***** Material shown

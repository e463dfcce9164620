//! `quayside` - run WHERE-clause queries against a JSON record file.
//!
//! Run with: cargo run -p quayside-cli -- --data vessels.json "WHERE Z13_STATUS_CODE = 4"
//!
//! Without a query argument the tool starts an interactive loop.

mod format;
mod repl;

use std::io::{self, Write};
use std::path::PathBuf;
use std::process::ExitCode;

use anyhow::{Context, Result};
use clap::Parser;
use log::error;
use quayside::Database;

use crate::format::{Formatter, OutputFormat};

/// Query an in-memory JSON dataset with WHERE clauses
#[derive(Debug, Parser)]
#[command(name = "quayside", version)]
#[command(about = "Query an in-memory JSON dataset with WHERE clauses")]
struct Cli {
    /// JSON array of records, optionally wrapped as `var name = [...];`
    #[arg(short, long, default_value = "Dataset/vessels.json")]
    data: PathBuf,

    /// Default output format
    #[arg(short, long, value_enum, default_value_t = OutputFormat::Simple)]
    format: OutputFormat,

    /// File written by the json format
    #[arg(short, long, default_value = "results.json")]
    output: PathBuf,

    /// Field shown as the name in the simple format
    #[arg(long, default_value = "Z01_CURRENT_NAME")]
    name_field: String,

    /// Field shown as the type in the simple format
    #[arg(long, default_value = "P36_VESSEL_TYPE")]
    type_field: String,

    /// Run this query once and exit instead of starting the interactive loop
    query: Option<String>,
}

fn main() -> ExitCode {
    env_logger::Builder::from_env(env_logger::Env::default().default_filter_or("info")).init();

    match run(Cli::parse()) {
        Ok(code) => code,
        Err(e) => {
            error!("{e:#}");
            ExitCode::FAILURE
        }
    }
}

fn run(cli: Cli) -> Result<ExitCode> {
    let db = Database::from_json_file(&cli.data)
        .with_context(|| format!("failed to load {}", cli.data.display()))?;
    let formatter = Formatter::new(cli.name_field, cli.type_field, cli.output);

    let stdout = io::stdout();
    let mut out = stdout.lock();
    writeln!(out, "\nDatabase loaded with {} records", db.count())?;

    if let Some(clause) = cli.query {
        return match db.query(&clause) {
            Ok(results) => {
                formatter.display(&results, cli.format, &mut out)?;
                Ok(ExitCode::SUCCESS)
            }
            Err(e) => {
                eprintln!("Error: {e}");
                Ok(ExitCode::from(2))
            }
        };
    }

    let stdin = io::stdin();
    repl::run(&db, &formatter, cli.format, &mut stdin.lock(), &mut out)?;
    Ok(ExitCode::SUCCESS)
}

#[cfg(test)]
mod tests {
    use super::*;
    use clap::CommandFactory;

    #[test]
    fn cli_is_well_formed() {
        Cli::command().debug_assert();
    }

    #[test]
    fn defaults() {
        let cli = Cli::parse_from(["quayside"]);
        assert_eq!(cli.data, PathBuf::from("Dataset/vessels.json"));
        assert_eq!(cli.format, OutputFormat::Simple);
        assert_eq!(cli.output, PathBuf::from("results.json"));
        assert_eq!(cli.name_field, "Z01_CURRENT_NAME");
        assert!(cli.query.is_none());
    }

    #[test]
    fn one_shot_query_and_format() {
        let cli = Cli::parse_from([
            "quayside",
            "--data",
            "fleet.js",
            "--format",
            "table",
            "WHERE length > 100",
        ]);
        assert_eq!(cli.data, PathBuf::from("fleet.js"));
        assert_eq!(cli.format, OutputFormat::Table);
        assert_eq!(cli.query.as_deref(), Some("WHERE length > 100"));
    }
}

**********

Your assignment:
Find "interactive" in the data above. Report each line where it appears.

Output of the exercise:
//! Without a query argument the tool starts an interactive loop.
    /// Run this query once and exit instead of starting the interactive loop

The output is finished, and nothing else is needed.